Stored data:
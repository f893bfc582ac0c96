//! Integration tests for wav2mel
//!
//! Tests the full pipeline from WAV files to exported segments and index.

use std::fs;
use std::path::Path;

use wav2mel::audio::Waveform;
use wav2mel::config::{Centering, Dtype, SaveMode, TailPolicy};
use wav2mel::export::{load_npy, load_npy_f32, ExportTarget, INDEX_COLUMNS};
use wav2mel::pipeline::collect_wavs;
use wav2mel::{FeatureError, Pipeline, PipelineConfig};

/// Sine tone, 16-bit PCM, `channels` identical channels
fn write_tone(path: &Path, sample_rate: u32, channels: u16, n_samples: usize) {
    let spec = hound::WavSpec {
        channels,
        sample_rate,
        bits_per_sample: 16,
        sample_format: hound::SampleFormat::Int,
    };
    let mut writer = hound::WavWriter::create(path, spec).unwrap();
    for i in 0..n_samples {
        let t = i as f32 / sample_rate as f32;
        let value = (2.0 * std::f32::consts::PI * 440.0 * t).sin() * 0.5;
        for _ in 0..channels {
            writer.write_sample((value * 32767.0) as i16).unwrap();
        }
    }
    writer.finalize().unwrap();
}

fn tone_waveform(n_samples: usize) -> Waveform {
    let samples = (0..n_samples)
        .map(|i| (2.0 * std::f32::consts::PI * 440.0 * i as f32 / 44100.0).sin() * 0.5)
        .collect();
    Waveform::new(samples, 44100, 1)
}

fn target() -> ExportTarget {
    ExportTarget::for_source(Path::new("tone.wav"), Path::new("out"))
}

/// Scenario A: 2 s at 44.1 kHz, centered, hop 256
#[test]
fn test_total_frames_scenario() {
    let pipeline = Pipeline::new(PipelineConfig::default()).unwrap();
    let processed = pipeline.process_waveform(&tone_waveform(88200), &target()).unwrap();

    assert_eq!(processed.summary.total_frames, 345);
    assert_eq!(processed.mel.n_mels(), 64);
    assert_eq!(processed.mel.n_frames(), 345);

    let max = processed.mel.max_value();
    assert!(processed.mel.min_value() >= max - 80.0 - 1e-4);
}

/// Scenario B: 1 s windows every 0.5 s
#[test]
fn test_unpadded_segments_scenario() {
    let pipeline = Pipeline::new(PipelineConfig::default()).unwrap();
    let processed = pipeline.process_waveform(&tone_waveform(88200), &target()).unwrap();

    assert_eq!(processed.summary.win_frames, 172);
    assert_eq!(processed.summary.step_frames, 86);
    let starts: Vec<usize> = processed.segments.iter().map(|s| s.start_frame).collect();
    assert_eq!(starts, vec![0, 86, 172]);
    assert!(processed.segments.iter().all(|s| s.data.dim() == (64, 172)));
}

/// Scenario C: padded tail at frame 258
#[test]
fn test_padded_tail_scenario() {
    let mut config = PipelineConfig::default();
    config.segment.tail = TailPolicy::Pad { value: -80.0 };
    let pipeline = Pipeline::new(config).unwrap();
    let processed = pipeline.process_waveform(&tone_waveform(88200), &target()).unwrap();

    assert_eq!(processed.segments.len(), 4);
    let last = &processed.segments[3];
    assert_eq!((last.start_frame, last.end_frame), (258, 345));
    assert_eq!(last.real_frames(), 87);

    let mel = processed.mel.as_array();
    for m in 0..64 {
        for col in 0..87 {
            assert_eq!(last.data[[m, col]], mel[[m, 258 + col]]);
        }
        for col in 87..172 {
            assert_eq!(last.data[[m, col]], -80.0);
        }
    }

    let record = &processed.bundle.records[3];
    assert_eq!(record.start_frame, 258);
    assert_eq!(record.end_frame, 345);
}

/// Scenario D: fmax above Nyquist fails before any frame is computed
#[test]
fn test_fmax_above_nyquist_scenario() {
    let mut config = PipelineConfig::default();
    config.mel.fmax = 22050.5;
    assert!(matches!(
        Pipeline::new(config),
        Err(FeatureError::InvalidFrequencyRange { .. })
    ));
}

#[test]
fn test_uncentered_frame_count() {
    let mut config = PipelineConfig::default();
    config.mel.centering = Centering::Uncentered;
    let pipeline = Pipeline::new(config).unwrap();
    let processed = pipeline.process_waveform(&tone_waveform(88200), &target()).unwrap();
    assert_eq!(processed.summary.total_frames, 1 + (88200 - 1024) / 256);
}

#[test]
fn test_time_columns() {
    let mut config = PipelineConfig::default();
    config.segment.tail = TailPolicy::Pad { value: -80.0 };
    let pipeline = Pipeline::new(config).unwrap();
    let processed = pipeline.process_waveform(&tone_waveform(88200), &target()).unwrap();

    for record in &processed.bundle.records {
        assert_eq!(record.start_time_s, (record.start_frame * 256) as f64 / 44100.0);
        assert_eq!(record.end_time_s, (record.end_frame * 256) as f64 / 44100.0);
        assert_eq!(record.sr, 44100);
        assert_eq!(record.n_fft, 1024);
        assert_eq!(record.hop, 256);
        assert_eq!(record.fmin, 20.0);
        assert_eq!(record.fmax, 16000.0);
        assert_eq!(record.step_seconds, 0.5);
    }
}

#[test]
fn test_batch_writes_stack_and_index() {
    let input = tempfile::tempdir().unwrap();
    let out = tempfile::tempdir().unwrap();
    write_tone(&input.path().join("a.wav"), 44100, 2, 88200);
    write_tone(&input.path().join("b.wav"), 44100, 1, 44100);

    let pipeline = Pipeline::new(PipelineConfig::default()).unwrap();
    let wavs = collect_wavs(input.path()).unwrap();
    assert_eq!(wavs.len(), 2);

    let mut seen = Vec::new();
    let report = pipeline
        .run_batch(&wavs, out.path(), |p| seen.push(p.to_path_buf()))
        .unwrap();
    assert_eq!(seen, wavs);
    assert!(report.skipped.is_empty());
    assert_eq!(report.processed.len(), 2);
    // a: 345 frames -> 3 segments, b: 173 frames -> 1 segment
    assert_eq!(report.index.len(), 4);

    let stack = load_npy(out.path().join("a/a_mel_chunks.npy")).unwrap();
    assert_eq!(stack.shape, vec![3, 64, 172]);
    assert_eq!(stack.dtype, "<f4");

    let csv = fs::read_to_string(out.path().join("index.csv")).unwrap();
    let lines: Vec<&str> = csv.lines().collect();
    assert_eq!(lines[0], INDEX_COLUMNS.join(","));
    assert_eq!(lines.len(), 5);
    assert!(lines[1].contains("a_mel_chunks.npy,0,0,172,0.000000,0.998458,44100,1024,256,64,"));
    assert!(lines[4].contains("b_mel_chunks.npy,0,0,172,"));
}

#[test]
fn test_stack_equals_separate_on_disk() {
    let input = tempfile::tempdir().unwrap();
    let wav = input.path().join("tone.wav");
    write_tone(&wav, 44100, 1, 88200);

    let run = |save_mode: SaveMode| -> tempfile::TempDir {
        let out = tempfile::tempdir().unwrap();
        let mut config = PipelineConfig::default();
        config.segment.tail = TailPolicy::Pad { value: -80.0 };
        config.export.save_mode = save_mode;
        Pipeline::new(config)
            .unwrap()
            .run_batch(&[wav.clone()], out.path(), |_| {})
            .unwrap();
        out
    };

    let stack_out = run(SaveMode::Stack);
    let separate_out = run(SaveMode::Separate);

    let (stack, shape) = load_npy_f32(stack_out.path().join("tone/tone_mel_chunks.npy")).unwrap();
    assert_eq!(shape, vec![4, 64, 172]);
    let per_segment = 64 * 172;
    for i in 0..4 {
        let path = separate_out.path().join(format!("tone/tone_chunk{:04}.npy", i));
        let (segment, shape) = load_npy_f32(&path).unwrap();
        assert_eq!(shape, vec![64, 172]);
        assert_eq!(&stack[i * per_segment..(i + 1) * per_segment], segment.as_slice());
    }
}

#[test]
fn test_rerun_is_byte_identical() {
    let input = tempfile::tempdir().unwrap();
    let wav = input.path().join("tone.wav");
    write_tone(&wav, 44100, 2, 60000);

    let mut config = PipelineConfig::default();
    config.export.save_full_mel = true;
    let pipeline = Pipeline::new(config).unwrap();

    let first = tempfile::tempdir().unwrap();
    let second = tempfile::tempdir().unwrap();
    pipeline.run_batch(&[wav.clone()], first.path(), |_| {}).unwrap();
    pipeline.run_batch(&[wav.clone()], second.path(), |_| {}).unwrap();

    for name in ["tone/tone_mel_chunks.npy", "tone/tone_mel_full.npy"] {
        let a = fs::read(first.path().join(name)).unwrap();
        let b = fs::read(second.path().join(name)).unwrap();
        assert_eq!(a, b, "{} differs between runs", name);
    }

    let index_a = fs::read_to_string(first.path().join("index.csv")).unwrap();
    let index_b = fs::read_to_string(second.path().join("index.csv")).unwrap();
    assert_eq!(
        index_a.replace(&first.path().display().to_string(), ""),
        index_b.replace(&second.path().display().to_string(), "")
    );
}

#[test]
fn test_float16_export() {
    let input = tempfile::tempdir().unwrap();
    let out = tempfile::tempdir().unwrap();
    let wav = input.path().join("tone.wav");
    write_tone(&wav, 44100, 1, 88200);

    let mut config = PipelineConfig::default();
    config.export.dtype = Dtype::Float16;
    config.export.save_mode = SaveMode::Separate;
    let pipeline = Pipeline::new(config).unwrap();
    let report = pipeline.run_batch(&[wav], out.path(), |_| {}).unwrap();
    assert_eq!(report.index.len(), 3);

    let segment = load_npy(out.path().join("tone/tone_chunk0002.npy")).unwrap();
    assert_eq!(segment.dtype, "<f2");
    assert_eq!(segment.shape, vec![64, 172]);
    let values = segment.as_f32().unwrap();
    assert!(values.iter().all(|v| (-80.1..=0.0).contains(v)));
}

#[test]
fn test_per_file_failures_are_skipped() {
    let input = tempfile::tempdir().unwrap();
    let out = tempfile::tempdir().unwrap();
    write_tone(&input.path().join("good.wav"), 44100, 1, 88200);
    write_tone(&input.path().join("short.wav"), 44100, 1, 500);
    fs::write(input.path().join("corrupt.wav"), b"not a wav file").unwrap();

    let mut config = PipelineConfig::default();
    config.mel.centering = Centering::Uncentered;
    let pipeline = Pipeline::new(config).unwrap();

    let wavs = collect_wavs(input.path()).unwrap();
    let report = pipeline.run_batch(&wavs, out.path(), |_| {}).unwrap();

    assert_eq!(report.processed.len(), 1);
    assert_eq!(report.skipped.len(), 2);
    let skipped: Vec<String> = report
        .skipped
        .iter()
        .map(|s| s.path.file_name().unwrap().to_string_lossy().into_owned())
        .collect();
    assert_eq!(skipped, vec!["corrupt.wav", "short.wav"]);
    assert!(report.skipped[1].reason.contains("signal too short"));

    let csv = fs::read_to_string(out.path().join("index.csv")).unwrap();
    assert_eq!(csv.lines().count(), 1 + report.index.len());
    assert!(report.index.records().iter().all(|r| r.source_wav.ends_with("good.wav")));
}

#[test]
fn test_custom_geometry() {
    let mut config = PipelineConfig::default();
    config.mel.sample_rate = 16000;
    config.mel.n_fft = 400;
    config.mel.hop_length = 160;
    config.mel.n_mels = 80;
    config.mel.fmin = 0.0;
    config.mel.fmax = 8000.0;
    config.segment.win_seconds = 0.25;
    config.segment.step_seconds = 0.1;
    let pipeline = Pipeline::new(config).unwrap();

    // 1 s at 44.1 kHz, resampled to 16 kHz
    let processed = pipeline.process_waveform(&tone_waveform(44100), &target()).unwrap();
    assert_eq!(processed.summary.total_frames, 1 + 16000 / 160);
    assert_eq!(processed.summary.win_frames, 25);
    assert_eq!(processed.summary.step_frames, 10);
    assert_eq!(processed.segments.len(), (101 - 25) / 10 + 1);
    assert!(processed.segments.iter().all(|s| s.data.dim() == (80, 25)));
}

#[test]
fn test_same_stem_in_different_folders() {
    let input = tempfile::tempdir().unwrap();
    let out = tempfile::tempdir().unwrap();
    fs::create_dir_all(input.path().join("a")).unwrap();
    fs::create_dir_all(input.path().join("b")).unwrap();
    write_tone(&input.path().join("a/x.wav"), 44100, 1, 88200);
    write_tone(&input.path().join("b/x.wav"), 44100, 1, 44100);

    let pipeline = Pipeline::new(PipelineConfig::default()).unwrap();
    let wavs = collect_wavs(input.path()).unwrap();
    let report = pipeline.run_batch(&wavs, out.path(), |_| {}).unwrap();

    assert_eq!(report.processed.len(), 1);
    assert_eq!(report.skipped.len(), 1);
    assert_eq!(report.skipped[0].path, input.path().join("b/x.wav"));
    assert!(report.skipped[0].reason.contains("already holds"));

    // Every row refers to the file that owns the container, and the
    // container holds exactly as many segments as there are rows
    let records = report.index.records();
    assert_eq!(records.len(), 3);
    let owner = input.path().join("a/x.wav").display().to_string();
    assert!(records.iter().all(|r| r.source_wav == owner));
    let stack = load_npy(out.path().join("x/x_mel_chunks.npy")).unwrap();
    assert_eq!(stack.shape, vec![records.len(), 64, 172]);
    for (i, record) in records.iter().enumerate() {
        assert_eq!(record.segment_idx, i);
    }
}

#[test]
fn test_resampled_tail_matches_native_rate() {
    let pipeline = Pipeline::new(PipelineConfig::default()).unwrap();
    let low: Vec<f32> = (0..44100)
        .map(|i| (2.0 * std::f32::consts::PI * 440.0 * i as f32 / 22050.0).sin() * 0.5)
        .collect();
    let resampled = pipeline.spectrogram(&Waveform::new(low, 22050, 1)).unwrap();
    let native = pipeline.spectrogram(&tone_waveform(88200)).unwrap();
    assert_eq!(resampled.n_frames(), 345);

    // Strongest band of the last frame, which reaches the final samples
    let (resampled, native) = (resampled.as_array(), native.as_array());
    let last = 344;
    let band = (0..64)
        .max_by(|&a, &b| native[[a, last]].total_cmp(&native[[b, last]]))
        .unwrap();
    let diff = (resampled[[band, last]] - native[[band, last]]).abs();
    assert!(diff < 1.5, "last frame differs by {} dB", diff);
}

◆ TASK GOAL
Report each line of the entries where the word "reason" occurs.

◆ SOLUTION FOR THIS PROBLEM
    assert!(report.skipped[1].reason.contains("signal too short"));
    assert!(report.skipped[0].reason.contains("already holds"));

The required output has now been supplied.